Stored items:
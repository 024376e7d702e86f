use chrono::{DateTime, Utc};

/// A simple clock abstraction so services and tests can agree on "now".
#[derive(Debug, Clone, Copy, Default)]
pub enum Clock {
    #[default]
    Default,
    Fixed(DateTime<Utc>),
}

impl Clock {
    /// Returns a clock that uses the current system time.
    #[must_use]
    pub fn default_clock() -> Self {
        Self::Default
    }

    /// Returns a clock fixed at the given timestamp.
    #[must_use]
    pub fn fixed(at: DateTime<Utc>) -> Self {
        Self::Fixed(at)
    }

    /// Returns the current time according to the clock.
    #[must_use]
    pub fn now(&self) -> DateTime<Utc> {
        match self {
            Clock::Default => Utc::now(),
            Clock::Fixed(t) => *t,
        }
    }
}

/// Deterministic timestamp for tests and examples (2023-11-14T22:13:20Z).
pub const FIXED_TEST_TIMESTAMP: i64 = 1_700_000_000;

/// Returns a deterministic `DateTime<Utc>` for tests and doc examples.
///
/// # Panics
///
/// Panics if the fixed timestamp cannot be represented.
#[must_use]
pub fn fixed_now() -> DateTime<Utc> {
    DateTime::<Utc>::from_timestamp(FIXED_TEST_TIMESTAMP, 0)
        .expect("fixed timestamp should be valid")
}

Problem statement: Retype the records that precede this task, keeping them exactly the same.

Answer below:
repository 024376e7d702e86f
use chrono::{DateTime, Utc};

/// A simple clock abstraction so services and tests can agree on "now".
#[derive(Debug, Clone, Copy, Default)]
pub enum Clock {
    #[default]
    Default,
    Fixed(DateTime<Utc>),
}

impl Clock {
    /// Returns a clock that uses the current system time.
    #[must_use]
    pub fn default_clock() -> Self {
        Self::Default
    }

    /// Returns a clock fixed at the given timestamp.
    #[must_use]
    pub fn fixed(at: DateTime<Utc>) -> Self {
        Self::Fixed(at)
    }

    /// Returns the current time according to the clock.
    #[must_use]
    pub fn now(&self) -> DateTime<Utc> {
        match self {
            Clock::Default => Utc::now(),
            Clock::Fixed(t) => *t,
        }
    }
}

/// Deterministic timestamp for tests and examples (2023-11-14T22:13:20Z).
pub const FIXED_TEST_TIMESTAMP: i64 = 1_700_000_000;

/// Returns a deterministic `DateTime<Utc>` for tests and doc examples.
///
/// # Panics
///
/// Panics if the fixed timestamp cannot be represented.
#[must_use]
pub fn fixed_now() -> DateTime<Utc> {
    DateTime::<Utc>::from_timestamp(FIXED_TEST_TIMESTAMP, 0)
        .expect("fixed timestamp should be valid")
}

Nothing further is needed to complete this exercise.